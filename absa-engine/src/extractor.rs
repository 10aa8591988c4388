//! Aspect candidate extraction.
//!
//! Text is split on whitespace first so that URLs, mentions and hashtags can
//! be recognised as whole chunks; everything else is cut into word and
//! punctuation tokens and tagged with the language's [`PosLexicon`].

use crate::lexicon::PosLexicon;
use absa_core::{AnalysisError, CandidateAspect, PosTag};
use regex::Regex;
use std::collections::HashMap;
use std::sync::LazyLock;
use tracing::trace;

static URL: LazyLock<Regex> =
    LazyLock::new(|| Regex::new(r"(?i)^(?:https?://|www\.|t\.co/)\S*").unwrap());
static MENTION: LazyLock<Regex> =
    LazyLock::new(|| Regex::new(r"^@\w+(?:@[\w.-]*\w)?").unwrap());
static HASHTAG: LazyLock<Regex> = LazyLock::new(|| Regex::new(r"^#(\w+)").unwrap());
static TOKEN: LazyLock<Regex> = LazyLock::new(|| {
    Regex::new(r"[\p{L}\p{N}]+(?:['’-][\p{L}\p{N}]+)*|[^\s\p{L}\p{N}]").unwrap()
});

/// Opening punctuation peeled off a chunk before URL and mention matching.
const OPENING: &[char] = &['(', '[', '{', '<', '"', '\'', '«', '“', '‘'];
/// Closing punctuation never counted as part of a URL.
const URL_TRAILING: &[char] = &[
    '.', ',', ';', ':', '!', '?', ')', ']', '}', '>', '"', '\'', '»', '”', '’',
];

pub const SUPPORTED_LANGUAGES: [&str; 2] = ["en", "fr"];

/// Candidates for one post. Finite, consumed once.
#[derive(Debug)]
pub struct CandidateStream {
    inner: std::vec::IntoIter<CandidateAspect>,
}

impl CandidateStream {
    pub fn empty() -> Self {
        Self {
            inner: Vec::new().into_iter(),
        }
    }

    fn from_vec(candidates: Vec<CandidateAspect>) -> Self {
        Self {
            inner: candidates.into_iter(),
        }
    }
}

impl Iterator for CandidateStream {
    type Item = CandidateAspect;

    fn next(&mut self) -> Option<Self::Item> {
        self.inner.next()
    }

    fn size_hint(&self) -> (usize, Option<usize>) {
        self.inner.size_hint()
    }
}

impl ExactSizeIterator for CandidateStream {}

pub trait AspectExtractor: Send + Sync {
    /// Candidates for `text`. `UnsupportedLanguage` when no lexicon exists
    /// for `language`; empty text always yields an empty stream.
    fn extract(&self, text: &str, language: &str) -> Result<CandidateStream, AnalysisError>;
}

/// `en-US`, `EN`, `fr_CA` and friends reduced to a bare lowercase code.
pub fn normalize_language(code: &str) -> String {
    code.trim()
        .split(['-', '_'])
        .next()
        .unwrap_or("")
        .to_lowercase()
}

pub struct LexicalAspectExtractor {
    lexicons: HashMap<&'static str, PosLexicon>,
}

impl LexicalAspectExtractor {
    pub fn new() -> Self {
        let mut lexicons = HashMap::new();
        lexicons.insert("en", PosLexicon::english());
        lexicons.insert("fr", PosLexicon::french());

        Self { lexicons }
    }

    pub fn supports(&self, language: &str) -> bool {
        self.lexicons.contains_key(normalize_language(language).as_str())
    }

    fn tokenize(&self, text: &str, lexicon: &PosLexicon) -> Vec<CandidateAspect> {
        let mut out = Vec::new();
        let mut sentence_initial = true;

        for whole in text.split_whitespace() {
            let mut base = whole.as_ptr() as usize - text.as_ptr() as usize;
            let mut chunk = whole;

            // "(https://…)", "<@bob>": the wrapper is punctuation, the rest is matched whole.
            while let Some(c) = chunk.chars().next().filter(|c| OPENING.contains(c)) {
                let len = c.len_utf8();
                out.push(CandidateAspect::new(&chunk[..len], PosTag::Punct, (base, base + len)));
                base += len;
                chunk = &chunk[len..];
            }
            if chunk.is_empty() {
                continue;
            }

            if let Some(m) = URL.find(chunk) {
                let url = m.as_str().trim_end_matches(URL_TRAILING);
                out.push(CandidateAspect::new(url, PosTag::X, (base, base + url.len())));
                self.push_words(
                    &chunk[url.len()..],
                    base + url.len(),
                    lexicon,
                    &mut sentence_initial,
                    &mut out,
                );
                continue;
            }
            if let Some(m) = MENTION.find(chunk) {
                out.push(CandidateAspect::new(
                    m.as_str(),
                    PosTag::X,
                    (base, base + m.end()),
                ));
                self.push_words(
                    &chunk[m.end()..],
                    base + m.end(),
                    lexicon,
                    &mut sentence_initial,
                    &mut out,
                );
                continue;
            }
            if let Some(caps) = HASHTAG.captures(chunk) {
                if let Some(body) = caps.get(1) {
                    out.push(CandidateAspect::new(
                        body.as_str(),
                        PosTag::Propn,
                        (base + body.start(), base + body.end()),
                    ));
                    // Anything glued after the tag ("#AI!") is tokenized normally.
                    self.push_words(
                        &chunk[body.end()..],
                        base + body.end(),
                        lexicon,
                        &mut sentence_initial,
                        &mut out,
                    );
                    continue;
                }
            }

            self.push_words(chunk, base, lexicon, &mut sentence_initial, &mut out);
        }

        let mut counts: HashMap<String, usize> = HashMap::new();
        for candidate in &out {
            *counts.entry(candidate.normalized.clone()).or_insert(0) += 1;
        }
        for candidate in &mut out {
            candidate.repetition = counts.get(&candidate.normalized).copied().unwrap_or(1);
        }

        out
    }

    fn push_words(
        &self,
        chunk: &str,
        base: usize,
        lexicon: &PosLexicon,
        sentence_initial: &mut bool,
        out: &mut Vec<CandidateAspect>,
    ) {
        for m in TOKEN.find_iter(chunk) {
            let word = m.as_str();
            let start = base + m.start();

            let first = word.chars().next().unwrap_or(' ');
            if !first.is_alphanumeric() {
                let tag = if is_punctuation(first) {
                    PosTag::Punct
                } else {
                    PosTag::Sym
                };
                out.push(CandidateAspect::new(word, tag, (start, start + word.len())));
                if matches!(first, '.' | '!' | '?' | '…') {
                    *sentence_initial = true;
                }
                continue;
            }

            if let Some((prefix, rest)) = split_elision(word) {
                if let Some(tag) = lexicon.elision(&prefix.to_lowercase()) {
                    let cut = prefix.len() + apostrophe_len(word, prefix.len());
                    out.push(CandidateAspect::new(
                        &word[..cut],
                        tag,
                        (start, start + cut),
                    ));
                    let rest_tag = lexicon.tag(rest, false);
                    out.push(CandidateAspect::new(
                        rest,
                        rest_tag,
                        (start + cut, start + word.len()),
                    ));
                    *sentence_initial = false;
                    continue;
                }
            }

            let tag = lexicon.tag(word, *sentence_initial);
            out.push(CandidateAspect::new(word, tag, (start, start + word.len())));
            *sentence_initial = false;
        }
    }
}

impl Default for LexicalAspectExtractor {
    fn default() -> Self {
        Self::new()
    }
}

impl AspectExtractor for LexicalAspectExtractor {
    fn extract(&self, text: &str, language: &str) -> Result<CandidateStream, AnalysisError> {
        if text.trim().is_empty() {
            return Ok(CandidateStream::empty());
        }

        let code = normalize_language(language);
        let lexicon = self
            .lexicons
            .get(code.as_str())
            .ok_or_else(|| AnalysisError::UnsupportedLanguage {
                language: language.to_string(),
            })?;

        let candidates = self.tokenize(text, lexicon);
        trace!("Extracted {} candidates ({})", candidates.len(), code);
        Ok(CandidateStream::from_vec(candidates))
    }
}

fn split_elision(word: &str) -> Option<(&str, &str)> {
    let idx = word.find(['\'', '’'])?;
    let rest = &word[idx + apostrophe_len(word, idx)..];
    if rest.is_empty() {
        None
    } else {
        Some((&word[..idx], rest))
    }
}

fn apostrophe_len(word: &str, idx: usize) -> usize {
    word[idx..].chars().next().map(char::len_utf8).unwrap_or(0)
}

fn is_punctuation(c: char) -> bool {
    c.is_ascii_punctuation() || "«»…–—‘’“”¿¡·".contains(c)
}

#[cfg(test)]
mod tests {
    use super::*;

    fn extract(text: &str, lang: &str) -> Vec<CandidateAspect> {
        LexicalAspectExtractor::new()
            .extract(text, lang)
            .unwrap()
            .collect()
    }

    #[test]
    fn test_scenario_tokens() {
        let candidates = extract("I love AI in Morocco! #Morocco #AI", "en");
        let terms: Vec<(&str, PosTag)> = candidates
            .iter()
            .map(|c| (c.term.as_str(), c.pos))
            .collect();
        assert_eq!(
            terms,
            vec![
                ("I", PosTag::Pron),
                ("love", PosTag::Verb),
                ("AI", PosTag::Propn),
                ("in", PosTag::Adp),
                ("Morocco", PosTag::Propn),
                ("!", PosTag::Punct),
                ("Morocco", PosTag::Propn),
                ("AI", PosTag::Propn),
            ]
        );
        let morocco = candidates.iter().find(|c| c.normalized == "morocco").unwrap();
        assert_eq!(morocco.repetition, 2);
    }

    #[test]
    fn test_spans_point_into_text() {
        let text = "Read https://example.org/a, then ping @alice@mastodon.social #Rust";
        for candidate in extract(text, "en") {
            assert_eq!(&text[candidate.span.0..candidate.span.1], candidate.term);
        }
    }

    #[test]
    fn test_urls_and_mentions_are_whole() {
        let candidates = extract("see www.example.com and t.co/xyz via @bob", "en-US");
        let x: Vec<&str> = candidates
            .iter()
            .filter(|c| c.pos == PosTag::X)
            .map(|c| c.term.as_str())
            .collect();
        assert_eq!(x, vec!["www.example.com", "t.co/xyz", "@bob"]);

        let text = r#"Read this (https://example.org/climate-report) now "https://a.b/c" <@bob>"#;
        let candidates = extract(text, "en");
        let terms: Vec<(&str, PosTag)> = candidates
            .iter()
            .map(|c| (c.term.as_str(), c.pos))
            .collect();
        assert!(terms.contains(&("https://example.org/climate-report", PosTag::X)));
        assert!(terms.contains(&("https://a.b/c", PosTag::X)));
        assert!(terms.contains(&("@bob", PosTag::X)));
        assert!(terms.contains(&("(", PosTag::Punct)));
        assert!(terms.contains(&(")", PosTag::Punct)));
        assert!(!terms.iter().any(|(t, _)| *t == "example" || *t == "https"));
        for candidate in &candidates {
            assert_eq!(&text[candidate.span.0..candidate.span.1], candidate.term);
        }
    }

    #[test]
    fn test_french_elision() {
        let candidates = extract("l'IA remplace l’exploitation", "fr");
        let terms: Vec<&str> = candidates.iter().map(|c| c.term.as_str()).collect();
        assert_eq!(terms, vec!["l'", "IA", "remplace", "l’", "exploitation"]);
        assert_eq!(candidates[0].pos, PosTag::Det);
        assert_eq!(candidates[1].pos, PosTag::Propn);
        assert_eq!(candidates[2].pos, PosTag::Verb);
        assert_eq!(candidates[4].pos, PosTag::Noun);
    }

    #[test]
    fn test_empty_text_is_not_an_error() {
        let extractor = LexicalAspectExtractor::new();
        assert_eq!(extractor.extract("", "ja").unwrap().count(), 0);
        assert_eq!(extractor.extract("   ", "en").unwrap().count(), 0);
    }

    #[test]
    fn test_unsupported_language() {
        let extractor = LexicalAspectExtractor::new();
        let err = extractor.extract("こんにちは", "ja").unwrap_err();
        assert_eq!(
            err,
            AnalysisError::UnsupportedLanguage {
                language: "ja".to_string()
            }
        );
        assert!(extractor.supports("FR-ca"));
        assert!(!extractor.supports("de"));
    }

    #[test]
    fn test_normalize_language() {
        assert_eq!(normalize_language("en-US"), "en");
        assert_eq!(normalize_language(" FR_ca "), "fr");
        assert_eq!(normalize_language(""), "");
    }
}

====

Among the lines above, show every one that contains the string "start".

**Solution to this problem**
                        (base + body.start(), base + body.end()),
            let start = base + m.start();
                out.push(CandidateAspect::new(word, tag, (start, start + word.len())));
                        (start, start + cut),
                        (start + cut, start + word.len()),
            out.push(CandidateAspect::new(word, tag, (start, start + word.len())));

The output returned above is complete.